Critical Inquiry Critical Inquiry

Michael Clune reviews A Delicate Matter

Oliver Wunsch. A Delicate Matter: Art, Fragility, and Consumption in Eighteenth-Century France. University Park, Pa.: Penn State University Press, 2024. 192 pp.  

Review by Michael W. Clune

16 May 2024

In an era of scholarship drunk on the sociological demystification of art, Oliver Wunsch’s book offers us that rare thing—a study of the social forces shaping art that illuminates aesthetic achievement. His subject is the fraught transfer, in eighteenth-century France, of the descriptor delicate from courtly manners to the physical properties of art objects. While we are familiar with the efforts of artists like Jean-Antoine Watteau and François Boucher to capture the qualities of wittiness, insouciance, and elegance that defined elite culture, Wunsch reveals a hitherto-neglected paradox at the heart of this endeavor. These aristocratic qualities, when transformed into paintings or sculptures, risked exemplifying the degraded other of court culture—the emerging world of consumer culture, with its ephemeral objects and fleeting fashions.

This risk was heightened by the fact that the search for more witty and sparkling visual effects involved artists in experimenting with media—from pastel to terracotta—especially vulnerable to decay. To these material and social elements, Wunsch adds a third, institutional factor—the shift, starting late in the reign of Louis XIV, away from state sponsorship of the arts, towards the private art market. Whereas the royal collections prized permanence and elevated the goal of transmitting the image of the king to future ages, the private market was often dominated by bourgeoise seeking objects associated with the transient splendor of courtly delicacy. The rapid circulation of artworks in this market meant that objects were soon lost to view, making the aim of lastingness appear even more quixotic.
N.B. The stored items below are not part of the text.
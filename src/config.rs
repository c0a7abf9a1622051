//! Runtime configuration

use serde::{Deserialize, Serialize};
use std::time::Duration;

use crate::session::{DEFAULT_CAPACITY, HISTORY_CAPACITY};
use crate::{Result, TelemuxError};

/// Configuration of a [`Telemux`](crate::Telemux) instance.
///
/// ```rust
/// use telemux::TelemuxConfig;
///
/// let config = TelemuxConfig::from_yaml("session_capacity: 250\nsession_idle_ttl_secs: ~\n").unwrap();
/// assert_eq!(config.session_capacity, 250);
/// assert_eq!(config.history_capacity, 600);
/// assert!(config.session_idle_ttl().is_none());
/// ```
#[derive(Debug, Clone, PartialEq, Eq, Serialize, Deserialize)]
#[serde(default, deny_unknown_fields)]
pub struct TelemuxConfig {
    /// Capacity of each client channel
    pub session_capacity: usize,
    /// Capacity of each history session channel
    pub history_capacity: usize,
    /// Idle seconds before a stream sends a keepalive probe
    pub keepalive_secs: u64,
    /// Idle seconds before a detached session is removed; `None` keeps sessions forever
    pub session_idle_ttl_secs: Option<u64>,
    /// Seconds between idle-session sweeps
    pub reaper_interval_secs: u64,
}

impl Default for TelemuxConfig {
    fn default() -> Self {
        Self {
            session_capacity: DEFAULT_CAPACITY,
            history_capacity: HISTORY_CAPACITY,
            keepalive_secs: 30,
            session_idle_ttl_secs: Some(3600),
            reaper_interval_secs: 60,
        }
    }
}

impl TelemuxConfig {
    /// Parse and validate a YAML document.
    pub fn from_yaml(yaml: &str) -> Result<Self> {
        let config: Self = serde_yaml_ng::from_str(yaml).map_err(|e| TelemuxError::config(e.to_string()))?;
        config.validate()?;
        Ok(config)
    }

    pub fn validate(&self) -> Result<()> {
        if self.session_capacity == 0 {
            return Err(TelemuxError::config("session_capacity must be at least 1"));
        }
        if self.history_capacity == 0 {
            return Err(TelemuxError::config("history_capacity must be at least 1"));
        }
        if self.keepalive_secs == 0 {
            return Err(TelemuxError::config("keepalive_secs must be at least 1"));
        }
        if self.session_idle_ttl_secs.is_some() && self.reaper_interval_secs == 0 {
            return Err(TelemuxError::config("reaper_interval_secs must be at least 1 when reaping is enabled"));
        }
        Ok(())
    }

    pub fn keepalive(&self) -> Duration {
        Duration::from_secs(self.keepalive_secs)
    }

    pub fn session_idle_ttl(&self) -> Option<Duration> {
        self.session_idle_ttl_secs.map(Duration::from_secs)
    }

    pub fn reaper_interval(&self) -> Duration {
        Duration::from_secs(self.reaper_interval_secs)
    }
}
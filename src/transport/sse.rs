//! Text event-stream framing.
//!
//! Every frame ends with a blank line:
//!
//! ```text
//! event: connected\ndata:\n\n      sent once when the stream opens
//! data: {"name":"seq:done",...}\n\n one queued item
//! event: probe\ndata:\n\n          idle keepalive
//! ```

use serde::Serialize;

use crate::Result;

/// Sentinel sent as soon as a stream opens.
pub fn connected() -> String {
    "event: connected\ndata:\n\n".to_string()
}

/// Zero-data keepalive sent after an idle timeout.
pub fn probe() -> String {
    "event: probe\ndata:\n\n".to_string()
}

/// Unnamed frame carrying `item` as JSON.
pub fn data<T: Serialize>(item: &T) -> Result<String> {
    Ok(format!("data: {}\n\n", serde_json::to_string(item)?))
}
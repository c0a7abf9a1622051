//! Inbound source implementations

mod channel;

pub use channel::{ChannelProvider, LinkSender};
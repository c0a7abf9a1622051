//! Channel-backed provider fed by link plumbing

use std::sync::Arc;
use tokio::sync::mpsc;
use tracing::debug;

use crate::provider::{Inbound, Provider};
use crate::types::{Event, LogMessage, PacketTypeId, RawPacket};
use crate::{Result, TelemuxError};

/// Provider that yields whatever is sent through its [`LinkSender`].
///
/// The stream ends once every sender has been dropped.
#[derive(Debug)]
pub struct ChannelProvider {
    rx: mpsc::Receiver<Inbound>,
    received: u64,
}

impl ChannelProvider {
    /// Create a connected sender/provider pair buffering up to `capacity` items.
    pub fn pair(capacity: usize) -> (LinkSender, Self) {
        let (tx, rx) = mpsc::channel(capacity.max(1));
        (LinkSender { tx }, Self { rx, received: 0 })
    }

    /// Items yielded so far.
    pub fn received(&self) -> u64 {
        self.received
    }
}

#[async_trait::async_trait]
impl Provider for ChannelProvider {
    async fn next(&mut self) -> Result<Option<Inbound>> {
        match self.rx.recv().await {
            Some(item) => {
                self.received += 1;
                Ok(Some(item))
            }
            None => {
                debug!(received = self.received, "all link senders dropped");
                Ok(None)
            }
        }
    }
}

/// Sending half used by whatever receives packets from the link.
#[derive(Debug, Clone)]
pub struct LinkSender {
    tx: mpsc::Sender<Inbound>,
}

impl LinkSender {
    pub async fn send(&self, item: Inbound) -> Result<()> {
        self.tx.send(item).await.map_err(|_| {
            TelemuxError::from(std::io::Error::new(std::io::ErrorKind::BrokenPipe, "telemetry driver stopped"))
        })
    }

    pub async fn telemetry(&self, uid: PacketTypeId, data: impl Into<Arc<[u8]>>) -> Result<()> {
        self.send(Inbound::Telemetry(RawPacket::new(uid, data))).await
    }

    pub async fn message(&self, message: LogMessage) -> Result<()> {
        self.send(Inbound::Message(message)).await
    }

    pub async fn event(&self, event: Event) -> Result<()> {
        self.send(Inbound::Event(event)).await
    }
}
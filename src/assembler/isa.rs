//! Fixed instruction set: the 16 mnemonics, the 4 directives, and operand
//! classification.

use regex::Regex;
use std::sync::OnceLock;

/// Number of operands a mnemonic expects.
#[derive(Debug, Clone, Copy, PartialEq, Eq)]
pub enum Arity {
    Zero,
    One,
    Two,
}

/// A resolved instruction descriptor: opcode and arity.
#[derive(Debug, Clone, Copy, PartialEq, Eq)]
pub struct Instruction {
    pub opcode: u8,
    pub arity: Arity,
}

/// Looks up a mnemonic, returning its opcode and operand arity.
///
/// Dispatches on the mnemonic text the same way the reference's
/// instruction table does, just expressed as a `match` instead of a
/// linear scan over a C array.
pub fn lookup_instruction(mnemonic: &str) -> Option<Instruction> {
    use Arity::*;
    let (opcode, arity) = match mnemonic {
        "mov" => (0, Two),
        "cmp" => (1, Two),
        "add" => (2, Two),
        "sub" => (3, Two),
        "lea" => (4, Two),
        "clr" => (5, One),
        "not" => (6, One),
        "inc" => (7, One),
        "dec" => (8, One),
        "jmp" => (9, One),
        "bne" => (10, One),
        "red" => (11, One),
        "prn" => (12, One),
        "jsr" => (13, One),
        "rts" => (14, Zero),
        "stop" => (15, Zero),
        _ => return None,
    };
    Some(Instruction { opcode, arity })
}

/// Linkage bit-flags occupying the low 3 bits of every encoded word.
/// Exactly one is set per word.
pub const ABSOLUTE: u16 = 0x4;
pub const RELOCATABLE: u16 = 0x2;
pub const EXTERNAL: u16 = 0x1;

/// Masks a word down to the machine's 15-bit width, as done immediately
/// before every value is written out.
pub fn mask15(value: i64) -> u16 {
    (value & 0x7FFF) as u16
}

/// One of the four assembler directives.
#[derive(Debug, Clone, Copy, PartialEq, Eq)]
pub enum Directive {
    Data,
    Entry,
    Extern,
    String,
}

pub fn lookup_directive(word: &str) -> Option<Directive> {
    match word {
        ".data" => Some(Directive::Data),
        ".entry" => Some(Directive::Entry),
        ".extern" => Some(Directive::Extern),
        ".string" => Some(Directive::String),
        _ => None,
    }
}

/// True if `word` is one of the 16 mnemonics or 4 directives: names
/// reserved away from labels and macros.
pub fn is_reserved_word(word: &str) -> bool {
    lookup_instruction(word).is_some() || lookup_directive(word).is_some()
}

/// An operand's addressing mode, classified from the leading character(s)
/// of its token text. The numeric values double as the bit-flags used in
/// the encoded instruction word (immediate=1, direct=2, indirect-reg=4,
/// register=8).
#[derive(Debug, Clone, PartialEq, Eq)]
pub enum OperandKind {
    Immediate(i64),
    Direct(String),
    IndirectRegister(u8),
    Register(u8),
}

impl OperandKind {
    /// The addressing-mode bit-flag used in opcode words.
    pub fn mode_flag(&self) -> u16 {
        match self {
            OperandKind::Immediate(_) => 1,
            OperandKind::Direct(_) => 2,
            OperandKind::IndirectRegister(_) => 4,
            OperandKind::Register(_) => 8,
        }
    }

    /// True for the two modes that share a single operand word when both
    /// operands of a two-operand instruction use one of them.
    pub fn is_register_like(&self) -> bool {
        matches!(self, OperandKind::Register(_) | OperandKind::IndirectRegister(_))
    }

    /// Classifies a raw operand token into its addressing mode, purely
    /// from its leading character(s) — the same rule the reference
    /// assembler uses, with no range-checking of the register digit at
    /// classification time.
    pub fn classify(token: &str) -> OperandKind {
        let mut chars = token.chars();
        match chars.next() {
            Some('#') => OperandKind::Immediate(parse_signed_int(chars.as_str())),
            Some('*') => {
                // `*rN`: skip the `*` and the `r` before reading digits.
                let after_r = chars.as_str().strip_prefix('r').unwrap_or(chars.as_str());
                OperandKind::IndirectRegister(parse_register_digits(after_r))
            }
            Some('r') => OperandKind::Register(parse_register_digits(chars.as_str())),
            _ => OperandKind::Direct(token.to_string()),
        }
    }
}

fn int_literal_re() -> &'static Regex {
    static RE: OnceLock<Regex> = OnceLock::new();
    RE.get_or_init(|| Regex::new(r"^[+-]?\d+$").unwrap())
}

/// Parses a signed decimal integer, the same grammar accepted for `.data`
/// values and `#immediate` operands. Returns 0 on malformed input; pass 1
/// is expected to have already rejected syntactically invalid lines, so
/// this is only reached for source that passed validation.
pub fn parse_signed_int(text: &str) -> i64 {
    if int_literal_re().is_match(text) {
        text.parse().unwrap_or(0)
    } else {
        0
    }
}

pub fn is_int_literal(text: &str) -> bool {
    int_literal_re().is_match(text)
}

fn register_digits_re() -> &'static Regex {
    static RE: OnceLock<Regex> = OnceLock::new();
    RE.get_or_init(|| Regex::new(r"^\d+").unwrap())
}

/// Parses the leading run of digits in `text` as a register number.
///
/// Mirrors the reference's `sscanf("%d", ...)` call: it does not verify
/// the result is in `0..=7`, so `r9` parses to `9` rather than being
/// rejected here. A register out of range only matters once it is
/// shifted into an encoded word, which is no worse than the reference.
fn parse_register_digits(text: &str) -> u8 {
    register_digits_re()
        .find(text)
        .and_then(|m| m.as_str().parse().ok())
        .unwrap_or(0)
}
//! A two-pass assembler for a small, fixed instruction set, featuring:
//! - a line tokenizer and macro preprocessor
//! - first-pass symbol collection and instruction-counter sizing
//! - second-pass binary encoding with absolute/relocatable/external linkage
//! - a `clap`-driven command-line driver

pub mod assembler;
pub mod cli;
pub mod logging;
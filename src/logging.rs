//! Pretty-printing messages to the console

use colored::Colorize;

use crate::assembler::error::Diagnostic;

/// Pretty-print an error message to the console
pub fn error(error_message: String) {
    let error_title = "error:".red().bold();
    eprintln!("{} {}", error_title, error_message);
}

/// Pretty-print a warning message to the console
pub fn warning(message: String, line_number: usize) {
    let warning = "warning:".yellow().bold();
    eprintln!("{} line {}: {}", warning, line_number, message);
}

/// Pretty-print one accumulated pass-1 diagnostic, with the offending
/// source line echoed beneath it.
pub fn diagnostic(diagnostic: &Diagnostic) {
    let error_title = "error:".red().bold();
    eprintln!("{} line {}: {}", error_title, diagnostic.line_number, diagnostic.kind);
    eprintln!("  {}", diagnostic.line_text.trim().dimmed());
}

/// Pretty-print the final success/failure line once assembly finishes.
pub fn summary(n_errors: usize) {
    if n_errors == 0 {
        println!("{}", "assembly succeeded".green().bold());
    } else {
        let word = if n_errors == 1 { "error" } else { "errors" };
        println!("{}", format!("assembly failed with {n_errors} {word}").red().bold());
    }
}

/// Verbose-only progress line naming a file that was opened or written.
pub fn verbose(message: &str) {
    println!("{} {}", "note:".blue().bold(), message);
}
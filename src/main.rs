use std::path::{Path, PathBuf};

use clap::Parser;

use vasm::assembler::{self, AssembleOutcome};
use vasm::cli::CliArgs;
use vasm::logging;

fn main() {
    let args = CliArgs::parse();
    std::process::exit(run(&args));
}

fn run(args: &CliArgs) -> i32 {
    let source_path = format!("{}.as", args.input);

    if args.verbose {
        logging::verbose(&format!("opening {source_path}"));
    }

    let outcome = match assembler::assemble_from_file(&source_path) {
        Ok(outcome) => outcome,
        Err(err) => {
            logging::error(err.to_string());
            return 2;
        }
    };

    match outcome {
        AssembleOutcome::Diagnostics { diagnostics, expanded_source } => {
            for d in &diagnostics {
                logging::diagnostic(d);
            }

            if !args.check {
                if let Err(err) = write_file(args, "am", &expanded_source) {
                    logging::error(err.to_string());
                    return 2;
                }
            }

            logging::summary(diagnostics.len());
            1
        }
        AssembleOutcome::Success(program) => {
            if args.check {
                logging::summary(0);
                return 0;
            }

            if let Err(err) = write_outputs(args, &program) {
                logging::error(err.to_string());
                return 2;
            }

            logging::summary(0);
            0
        }
    }
}

/// Writes the expanded `.am` stream unconditionally, then the object
/// file and the non-empty entry/extern listings. The reference opens
/// and writes `.am` during pass 1 regardless of whether pass 1
/// ultimately reports errors, so a failed assembly still leaves a
/// usable expanded source behind — only the `.ob`/`.ent`/`.ext`
/// "artefacts" are withheld on failure.
fn write_outputs(args: &CliArgs, program: &assembler::AssembledProgram) -> Result<(), assembler::error::IoFailure> {
    write_file(args, "am", &program.expanded_source)?;
    write_file(args, "ob", &program.object_lines.join("\n"))?;

    if !program.entry_lines.is_empty() {
        write_file(args, "ent", &program.entry_lines.join("\n"))?;
    }
    if !program.extern_lines.is_empty() {
        write_file(args, "ext", &program.extern_lines.join("\n"))?;
    }

    Ok(())
}

fn write_file(args: &CliArgs, extension: &str, contents: &str) -> Result<(), assembler::error::IoFailure> {
    let path = output_path(args, extension);
    if args.verbose {
        logging::verbose(&format!("writing {}", path.display()));
    }
    std::fs::write(&path, format!("{contents}\n")).map_err(|source| {
        assembler::error::IoFailure::WriteOutput { path: path.display().to_string(), source }
    })
}

fn output_path(args: &CliArgs, extension: &str) -> PathBuf {
    let input_path = Path::new(&args.input);
    let file_name = input_path.file_name().unwrap_or_default();

    let dir = match &args.output_dir {
        Some(dir) => PathBuf::from(dir),
        None => input_path.parent().map(Path::to_path_buf).unwrap_or_default(),
    };

    dir.join(file_name).with_extension(extension)
}
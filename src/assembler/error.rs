//! Diagnostics accumulated while assembling.

use std::fmt;

/// The kind of problem found on a source line, independent of where the
/// line came from (a plain line, or one expanded from a macro body).
#[derive(Debug, Clone, PartialEq, Eq)]
pub enum ErrorKind {
    /// `endmacr` appeared while not recording a macro.
    EndMacroOutsideMacro,
    /// A lone token that is neither a reserved word nor a known macro name.
    UndefinedMacroUse { name: String },
    /// `macr <name>` where `<name>` is already defined.
    DuplicateMacro { name: String },
    /// A label name collides with a mnemonic or directive.
    ReservedLabel { name: String },
    /// A label name is already bound.
    DuplicateLabel { name: String },
    /// The line is neither a valid instruction nor a valid directive.
    InvalidSyntax,
}

impl fmt::Display for ErrorKind {
    fn fmt(&self, f: &mut fmt::Formatter<'_>) -> fmt::Result {
        match self {
            ErrorKind::EndMacroOutsideMacro => write!(f, "\"endmacr\" outside of a macro definition"),
            ErrorKind::UndefinedMacroUse { name } => write!(f, "undefined macro usage \"{name}\""),
            ErrorKind::DuplicateMacro { name } => write!(f, "duplicate macro name definition \"{name}\""),
            ErrorKind::ReservedLabel { name } => write!(f, "label \"{name}\" reuses a reserved word"),
            ErrorKind::DuplicateLabel { name } => write!(f, "duplicate label definition \"{name}\""),
            ErrorKind::InvalidSyntax => write!(f, "invalid syntax"),
        }
    }
}

/// A single accumulated diagnostic, tied to the source line it came from.
#[derive(Debug, Clone, PartialEq, Eq)]
pub struct Diagnostic {
    pub kind: ErrorKind,
    pub line_number: usize,
    pub line_text: String,
}

impl fmt::Display for Diagnostic {
    fn fmt(&self, f: &mut fmt::Formatter<'_>) -> fmt::Result {
        write!(f, "line {}: {}", self.line_number, self.kind)
    }
}

/// Fatal I/O failures that abort the driver outright, as opposed to the
/// accumulated, per-line [`Diagnostic`]s produced by pass 1.
#[derive(Debug)]
pub enum IoFailure {
    OpenInput(std::io::Error),
    WriteOutput { path: String, source: std::io::Error },
}

impl fmt::Display for IoFailure {
    fn fmt(&self, f: &mut fmt::Formatter<'_>) -> fmt::Result {
        match self {
            IoFailure::OpenInput(err) => write!(f, "failed to open source file: {err}"),
            IoFailure::WriteOutput { path, source } => {
                write!(f, "failed to write \"{path}\": {source}")
            }
        }
    }
}

impl std::error::Error for IoFailure {}
//! fleetguard-recovery — automated remediation for failed nodes.
//!
//! The [`RecoveryEngine`] keeps one [`RetryManager`] per node that is
//! currently being recovered. Each call waits out the node's backoff,
//! picks an action, runs it, and records the result. When a node's
//! retry budget is spent the engine fires its escalation listeners and
//! returns [`RecoveryError::MaxRetriesReached`].
//!
//! # Action selection
//!
//! 1. the node's preferred actions, in order, that support its role
//! 2. the first plugin that handles the failure category
//! 3. any registered action that supports the node's role
//!
//! Actions and plugins live in registries owned by the engine instance.

pub mod action;
pub mod engine;
pub mod error;
pub mod retry;

pub use action::{EscalationListener, PluginAction, RecoveryAction, RecoveryPlugin};
pub use engine::{RecoveryEngine, DEFAULT_RECOVERY_HISTORY};
pub use error::{RecoveryError, RecoveryOutcome};
pub use retry::RetryManager;
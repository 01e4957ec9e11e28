//! Built-in recovery action: a shell command run on the fleetd host.

use std::time::Duration;

use anyhow::Context;
use async_trait::async_trait;
use tokio::process::Command;
use tracing::{debug, warn};

use fleetguard_recovery::RecoveryAction;
use fleetguard_types::{epoch_secs, NodeConfig, NodeRole, RecoveryResult};

use crate::config::ActionSettings;

/// Runs `sh -c <command>` for a node.
///
/// `{node_id}`, `{host}` and `{port}` in the command are substituted, and
/// the same values are exported as `FLEETGUARD_*` environment variables.
#[derive(Debug, Clone)]
pub struct CommandAction {
    name: String,
    command: String,
    roles: Vec<NodeRole>,
    timeout: Duration,
}

impl CommandAction {
    /// Create an action that runs `command` for every role.
    pub fn new(name: impl Into<String>, command: impl Into<String>, timeout: Duration) -> Self {
        Self {
            name: name.into(),
            command: command.into(),
            roles: Vec::new(),
            timeout,
        }
    }

    /// Restrict the action to `roles`. No roles means every role.
    pub fn with_roles(mut self, roles: impl IntoIterator<Item = NodeRole>) -> Self {
        self.roles = roles.into_iter().collect();
        self
    }

    /// Build an action from its `[[actions]]` entry.
    pub fn from_settings(settings: &ActionSettings) -> Self {
        Self::new(&settings.name, &settings.command, Duration::from_secs(settings.timeout_secs))
            .with_roles(settings.roles.iter().copied())
    }

    /// Registry name of the action.
    pub fn name(&self) -> &str {
        &self.name
    }

    fn render(&self, node: &NodeConfig) -> String {
        self.command
            .replace("{node_id}", &node.node_id)
            .replace("{host}", &node.host)
            .replace("{port}", &node.port.to_string())
    }
}

#[async_trait]
impl RecoveryAction for CommandAction {
    async fn execute(&self, node: &NodeConfig) -> anyhow::Result<RecoveryResult> {
        let command = self.render(node);
        debug!(node_id = %node.node_id, action = %self.name, %command, "running recovery command");

        let child = Command::new("sh")
            .arg("-c")
            .arg(&command)
            .env("FLEETGUARD_NODE_ID", &node.node_id)
            .env("FLEETGUARD_HOST", &node.host)
            .env("FLEETGUARD_PORT", node.port.to_string())
            .env("FLEETGUARD_ROLE", node.role.as_str())
            .kill_on_drop(true)
            .output();

        let output = match tokio::time::timeout(self.timeout, child).await {
            Ok(output) => output.with_context(|| format!("failed to spawn `{command}`"))?,
            Err(_) => {
                warn!(
                    node_id = %node.node_id,
                    action = %self.name,
                    timeout_secs = self.timeout.as_secs(),
                    "recovery command timed out"
                );
                return Ok(RecoveryResult::failed(&node.node_id, &self.name, command, "timed out"));
            }
        };

        let exit_code = output.status.code().unwrap_or(-1);
        Ok(RecoveryResult {
            node_id: node.node_id.clone(),
            action_type: self.name.clone(),
            command_executed: command,
            exit_code,
            stdout: String::from_utf8_lossy(&output.stdout).trim_end().to_string(),
            stderr: String::from_utf8_lossy(&output.stderr).trim_end().to_string(),
            executed_at: epoch_secs(),
            success: output.status.success(),
        })
    }

    fn validate_config(&self) -> bool {
        !self.command.trim().is_empty() && !self.timeout.is_zero()
    }

    fn supports_role(&self, role: NodeRole) -> bool {
        self.roles.is_empty() || self.roles.contains(&role)
    }

    fn estimated_duration(&self) -> Duration {
        self.timeout
    }
}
Against this background, Wunsch articulates the aesthetic problem for art. Artists needed "to disavow delicacy’s association with commercial ephemerality if they wished to harness its power as an autonomous aesthetic value” (p. 36). He shows us how media like pastel, encaustic, and terracotta became battlegrounds on which artists fought to overcome—at the level of aesthetic effect—art’s now objectively inescapable orientation to commerce. Pastel, which Wunsch examines through the career of Maurice-Quentin de La Tour, was initially celebrated as a medium uniquely sensitive to the artist’s hand and uniquely capable of rendering as visual spectacle the light touch and quick wit of the aristocratic sensibility. Yet its literal delicacy, its susceptibility to disturbance and decay by the vibration of passing carriages, soon led it to be castigated as exemplary of the low sensibility of the marketplace.

The supposedly more durable encaustic technique, as practiced by artists like Joseph-Marie Vien, appeared at first as an answer to the artist’s dilemma. “Encaustic, then, would be délicat in the courtly sense of seemingly effortless charm, but not in the literal, degraded sense of material impermanence” (p. 68). Yet its durability proved wildly overstated, and encaustic works soon came to seem emblematic of the consumerist craze for fleeting novelty. Finally, Wunsch shows us Clodion’s multiple strategies for giving his fragile terracotta sculptures a "plausible deniability” for their participation in a culture of ephemeral consumption (p. 103). These strategies ranged from the somber hue of the material—which gave a serious cast to the rococo shapes swirling over the surfaces—to the Bacchic iconography that enabled the presentation of scenes of sensual revelry under the aegis of the classics.

The preservation of delicate works by La Tour, Vien, and Clodion in today’s museums testifies to their success in prizing time-defeating aesthetic values from the temporal politics of their age. The achievement of Wunsch’s excellent book is to show, by fine-grained analysis of material and social dynamics, the means by which eighteenth-century French artists sought, in Freidrich Schiller’s appropriately paradoxical phrase, “to annul time within time.”[1]


[1] Friedrich Schiller, On the Aesthetic Education of Man: In a Series of Letters, trans. Elizabeth M. Wilkinson and L. A. Willoughby, (New York, 2006), p. 97.